To evaluate the regional model performance the average simulated and observed T2m, 10-m wind speeds and direction between all 18 stations differentiated between rural (6 stations) and urban stations (12 stations) are compared for each EHE (Figs. 5a–c). The overall agreement in T2m for both urban and rural land use is good for all EHEs (Fig. 5a). Figure 5 also includes the statistical measures bias, root-mean-square error (RMSE) and standard deviation of the error (SDE) for each hour of the day for the four simulation periods for all 18 stations. The observed data were subtracted from the simulated data. The bias of T2m at most times was ±2 K with no obvious tendency for over- or underestimation. For the years 2003, 2005, and 2006, the RMSE and SDE were between 1 and 3 K, except for some hours, when larger RMSE values occurred, which corresponded to larger deviations between simulated and observed data. For the nighttime hours of the year 2007 relatively larger RMSE and SDE values of up to 5 and 4 K occurred indicating a larger spread of the differences of simulated and observed data.

The overall agreement between simulated and observed V10m is good (Fig. 5b); however, there was a tendency for WRF to not always capture the peak average wind speeds of ∼7 m s−1 as observed at the urban stations. A possible reason could be the location of eight of the urban stations at airports which is accompanied by relatively low surface roughness in close proximity of the stations. Except for 2006, there is also a tendency to overestimate the wind speeds for the rural stations. The bias for V10m is mostly within ∼±2 m s−1, while RMSE and SDE amount to ∼(1 to 3) m s−1.

Typical high pressure, clear-sky nighttime flow in the Phoenix valley consists of down-valley winds that originate on the large-scale terrain to the north and northeast. During daytime predominantly westerly anabatic winds occur. The results for wind direction (Fig. 5b) show that WRF captures the reversal in flow direction for most days in 2003, 2005, and 2007 well for both urban and rural stations. During 2006 the typical flow pattern is not clearly established, and the simulated wind direction deviates at times considerably from the observed data. With values of ∼±50° for bias, 50°–100° for SDE and RMSE for most hours of the day the model captures wind direction reasonably well.

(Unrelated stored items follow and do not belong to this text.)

//! Per-screen request state, owned by the UI and threaded through the core.

use leafscan_models::InferenceResult;
use thiserror::Error;

use crate::dispatch::{Delivery, RequestId};

/// What a screen currently shows.
#[derive(Debug, Default)]
pub enum ScreenState {
    /// No request made since the image was picked
    #[default]
    Idle,
    /// A request is outstanding
    Loading { request_id: RequestId },
    /// Last request succeeded
    Ready(InferenceResult),
    /// Last request failed; holds the user-facing message
    Failed(String),
}

#[derive(Debug, Error, PartialEq, Eq)]
#[error("A request is already in flight ({0})")]
pub struct AlreadyLoading(pub RequestId);

impl ScreenState {
    /// A new image was picked; drop any previous result.
    pub fn select_image(&mut self) {
        *self = ScreenState::Idle;
    }

    /// Whether the submit trigger should be enabled.
    pub fn can_submit(&self) -> bool {
        !self.is_loading()
    }

    pub fn is_loading(&self) -> bool {
        matches!(self, ScreenState::Loading { .. })
    }

    /// Enter the loading state for a new request.
    pub fn begin(&mut self, request_id: RequestId) -> Result<(), AlreadyLoading> {
        if let ScreenState::Loading { request_id: current } = self {
            return Err(AlreadyLoading(*current));
        }
        *self = ScreenState::Loading { request_id };
        Ok(())
    }

    /// Apply a delivery. Returns `false` and leaves the state untouched if
    /// the delivery is not for the outstanding request.
    pub fn settle(&mut self, delivery: Delivery) -> bool {
        match self {
            ScreenState::Loading { request_id } if *request_id == delivery.request_id => {}
            _ => return false,
        }

        *self = match delivery.outcome {
            Ok(result) => ScreenState::Ready(result),
            Err(e) => ScreenState::Failed(e.user_message()),
        };
        true
    }

    /// Text for the result card, if there is anything to show.
    pub fn display_text(&self) -> Option<String> {
        match self {
            ScreenState::Idle | ScreenState::Loading { .. } => None,
            ScreenState::Ready(result) => Some(result.display_text()),
            ScreenState::Failed(message) => Some(message.clone()),
        }
    }
}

Overall the results suggest that the modeled regional near-surface variables are represented sufficiently well to conduct the sensitivity analysis to investigate the influence of historical land use changes on intensity and spatial extent of the EHEs.

b. Influence of historical land use changes on near-surface air temperature

To investigate the contribution of historical land use changes to extreme temperatures in the Phoenix region, simulations were conducted for each EHE with four sets of land use data: 1973, 1985, 1998, and 2005. Differences in simulated T2m between the land use scenarios were used as a measure of LULC effects on regional near-surface air temperature. Here the focus is on the maximum and minimum daily air temperatures as they are a measure of the intensity of an EHE. The magnitude of temperature changes varied by EHE and for different days during each EHE. To illustrate the effects of land use changes on minimum and maximum daily temperatures over time, the effects were averaged over the 18 simulated days that constituted the four EHEs. Difference maps allow comparison between the regional T2m simulated with the 2005 LULC to the T2m obtained with the 1973, 1985, and 1998 LULCs at 0500 and 1700 LST 2005, respectively (Fig. 6). Based on the simulations, new urban development caused an intensification and expansion of the area experiencing extreme temperatures. As expected, the most recent (1998) with the shortest time for LULC changes (since 2005) show the smallest but still detectable differences.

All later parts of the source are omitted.